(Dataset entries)

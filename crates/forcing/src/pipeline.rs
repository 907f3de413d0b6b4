//! End-to-end forcing generation.

use std::path::PathBuf;
use std::time::Instant;

use chrono::{DateTime, Utc};
use forcing_common::{GriddedDataset, SpatialMetadata};
use grid_processor::{
    LatLonGrid, MemoryWeightStore, NetcdfWeightStore, Regridder, WeightStore,
};
use netcdf_parser::{load_spatial_metadata, load_target_grid, open_mfdataset};
use serde::Serialize;
use tracing::{debug, info, warn};

use crate::annotate::annotate;
use crate::config::{ForcingConfig, Profile};
use crate::error::{ForcingError, Result};
use crate::select::select_variables;
use crate::units::convert_units;
use crate::variables::VariableSpec;
use crate::writer::{select_time_slice, write_time_slices};

/// Result of a forcing run.
#[derive(Debug, Clone, Serialize)]
pub struct RunSummary {
    /// Profile that was run
    pub profile: Profile,
    /// Source files, in the order they were combined
    pub input_files: Vec<PathBuf>,
    /// Output variable names
    pub variables: Vec<String>,
    /// Number of timesteps regridded
    pub timesteps: usize,
    /// First and last timestep
    pub time_range: Option<(DateTime<Utc>, DateTime<Utc>)>,
    /// Files written, in write order
    pub files_written: Vec<PathBuf>,
    /// Whether weights came from the weight store
    pub weights_reused: bool,
    /// Wall-clock duration in milliseconds
    pub duration_ms: u64,
}

/// Summary statistics of one regridded field, ignoring NaN.
#[derive(Debug, Clone, Copy, PartialEq, Serialize)]
pub struct FieldStats {
    pub min: f64,
    pub max: f64,
    pub mean: f64,
    /// Number of finite values
    pub valid: usize,
    /// Number of NaN values (target points outside the source grid)
    pub missing: usize,
}

impl FieldStats {
    /// Statistics of `values`, `None` when no value is finite.
    pub fn compute(values: &[f64]) -> Option<Self> {
        let mut min = f64::INFINITY;
        let mut max = f64::NEG_INFINITY;
        let mut sum = 0.0;
        let mut valid = 0usize;

        for &v in values.iter().filter(|v| v.is_finite()) {
            min = min.min(v);
            max = max.max(v);
            sum += v;
            valid += 1;
        }

        (valid > 0).then(|| Self {
            min,
            max,
            mean: sum / valid as f64,
            valid,
            missing: values.len() - valid,
        })
    }
}

/// Result of the weight generation run.
#[derive(Debug, Clone, Serialize)]
pub struct WeightsSummary {
    /// Source file the source grid was read from
    pub input_files: Vec<PathBuf>,
    /// Grids the weights were built for
    pub signature: String,
    /// Non-zero weights
    pub weights: usize,
    /// Target points outside the source grid
    pub unmapped: usize,
    /// Weight file, when a weight directory is configured
    pub saved_to: Option<PathBuf>,
    /// Statistics of the first regridded timestep, per variable
    pub first_slice: Vec<(String, Option<FieldStats>)>,
}

/// Runs a profile from source files to forcing files.
pub struct ForcingPipeline {
    config: ForcingConfig,
    specs: Vec<VariableSpec>,
}

impl ForcingPipeline {
    /// Create a pipeline, validating the configuration.
    pub fn new(config: ForcingConfig) -> Result<Self> {
        config.validate().map_err(ForcingError::invalid_config)?;
        if config.weights_dir_ignored() {
            warn!(
                profile = %config.profile,
                weights_mode = %config.regrid.mode,
                "Weights directory is ignored in recompute mode"
            );
        }
        let specs = config.profile.variables();
        Ok(Self { config, specs })
    }

    pub fn config(&self) -> &ForcingConfig {
        &self.config
    }

    pub fn variables(&self) -> &[VariableSpec] {
        &self.specs
    }

    /// Produce forcing files: load, select, convert, regrid, annotate, write.
    pub fn run(&self) -> Result<RunSummary> {
        let profile = self.config.profile;
        let suffix = profile.output_suffix().ok_or_else(|| {
            ForcingError::invalid_config(format!("profile '{}' writes no forcing files", profile))
        })?;
        let start = Instant::now();

        let (input_files, mut selected) = self.load_selected()?;
        let metadata = self.load_metadata()?;

        let converted = convert_units(&mut selected, &self.specs);
        debug!(converted, "Applied unit conversions");

        let regridder = self.build_regridder(&selected, &mut *self.weight_store())?;
        let regridded = regridder.regrid_dataset(&selected, &self.config.regrid.drop_coords)?;
        let annotated = annotate(regridded, &metadata, &self.specs)?;

        std::fs::create_dir_all(&self.config.output_dir).map_err(|e| {
            ForcingError::format(format!(
                "cannot create output directory {}: {}",
                self.config.output_dir.display(),
                e
            ))
        })?;
        let files_written = write_time_slices(&annotated, &self.config.output_dir, suffix)?;

        let time_range = annotated
            .time
            .as_ref()
            .and_then(|axis| Some((*axis.first()?, *axis.instants().last()?)));

        let summary = RunSummary {
            profile,
            input_files,
            variables: annotated.data_vars.keys().cloned().collect(),
            timesteps: annotated.time_len(),
            time_range,
            files_written,
            weights_reused: regridder.reused_weights(),
            duration_ms: start.elapsed().as_millis() as u64,
        };

        info!(
            profile = %profile,
            timesteps = summary.timesteps,
            files = summary.files_written.len(),
            weights_reused = summary.weights_reused,
            duration_ms = summary.duration_ms,
            "Forcing run complete"
        );

        Ok(summary)
    }

    /// Build weights for the configured grids, store them, and report the
    /// first regridded timestep.
    pub fn generate_weights(&self) -> Result<WeightsSummary> {
        let (input_files, mut selected) = self.load_selected()?;
        convert_units(&mut selected, &self.specs);

        let mut store = self.weight_store();
        let regridder = self.build_regridder(&selected, &mut *store)?;
        let mapping = regridder.mapping();

        let saved_to = match &self.config.regrid.weights_dir {
            Some(dir) => {
                store.save(mapping)?;
                Some(NetcdfWeightStore::new(dir).path_for(mapping.signature()))
            }
            None => {
                warn!("No weights directory configured; weights are not persisted");
                None
            }
        };

        let first = select_time_slice(&selected, 0)?;
        let regridded = regridder.regrid_dataset(&first, &self.config.regrid.drop_coords)?;

        let mut first_slice = Vec::new();
        for (name, var) in &regridded.data_vars {
            let stats = FieldStats::compute(&var.data);
            match &stats {
                Some(s) => info!(
                    variable = %name,
                    min = s.min,
                    max = s.max,
                    mean = s.mean,
                    missing = s.missing,
                    "First regridded timestep"
                ),
                None => warn!(variable = %name, "First regridded timestep has no valid values"),
            }
            first_slice.push((name.clone(), stats));
        }

        Ok(WeightsSummary {
            input_files,
            signature: mapping.signature().to_string(),
            weights: mapping.nnz(),
            unmapped: mapping.unmapped_count(),
            saved_to,
            first_slice,
        })
    }

    /// Open the configured input and keep only the profile's variables.
    fn load_selected(&self) -> Result<(Vec<PathBuf>, GriddedDataset)> {
        let pattern = self
            .config
            .input
            .as_deref()
            .ok_or_else(|| ForcingError::invalid_config("no input configured"))?;

        info!(profile = %self.config.profile, pattern, "Opening source data");

        let source = open_mfdataset(pattern)?;
        let selected = select_variables(&source.dataset, &self.specs)?;
        Ok((source.files, selected))
    }

    fn load_metadata(&self) -> Result<SpatialMetadata> {
        Ok(load_spatial_metadata(
            &self.config.spatial_metadata,
            &self.config.projection_vars,
        )?)
    }

    fn weight_store(&self) -> Box<dyn WeightStore> {
        match &self.config.regrid.weights_dir {
            Some(dir) => Box::new(NetcdfWeightStore::new(dir)),
            None => Box::new(MemoryWeightStore::new()),
        }
    }

    fn build_regridder(
        &self,
        source: &GriddedDataset,
        store: &mut dyn WeightStore,
    ) -> Result<Regridder> {
        let target = load_target_grid(
            &self.config.geo_em,
            &self.config.target_lon_var,
            &self.config.target_lat_var,
        )?;

        let source_grid = LatLonGrid::from_dataset(source)?;
        let target_grid = LatLonGrid::from_dataset(&target)?;
        debug!(
            source = %source_grid.shape(),
            target = %target_grid.shape(),
            "Grids loaded"
        );

        Ok(Regridder::new(
            source_grid,
            target_grid,
            self.config.regrid.mode,
            store,
        )?)
    }
}

#[cfg(test)]
mod tests {
    use super::*;

    #[test]
    fn test_field_stats_ignores_nan() {
        let stats = FieldStats::compute(&[1.0, f64::NAN, 3.0, 5.0]).unwrap();
        assert_eq!(stats.min, 1.0);
        assert_eq!(stats.max, 5.0);
        assert_eq!(stats.mean, 3.0);
        assert_eq!(stats.valid, 3);
        assert_eq!(stats.missing, 1);
    }

    #[test]
    fn test_field_stats_all_nan() {
        assert!(FieldStats::compute(&[f64::NAN, f64::NAN]).is_none());
        assert!(FieldStats::compute(&[]).is_none());
    }

    #[test]
    fn test_new_rejects_invalid_config() {
        let config = ForcingConfig::for_profile(Profile::Precip);
        let err = ForcingPipeline::new(config).err().unwrap();
        assert!(matches!(err, ForcingError::InvalidConfig(_)));
    }

    #[test]
    fn test_weights_profile_cannot_run() {
        let pipeline = ForcingPipeline::new(ForcingConfig::for_profile(Profile::Weights)).unwrap();
        assert!(matches!(
            pipeline.run().unwrap_err(),
            ForcingError::InvalidConfig(_)
        ));
    }
}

Exercise details – Which lines above hold the string "VariableSpec"? Copy every one of them.

Response to this task –
use crate::variables::VariableSpec;
    specs: Vec<VariableSpec>,
    pub fn variables(&self) -> &[VariableSpec] {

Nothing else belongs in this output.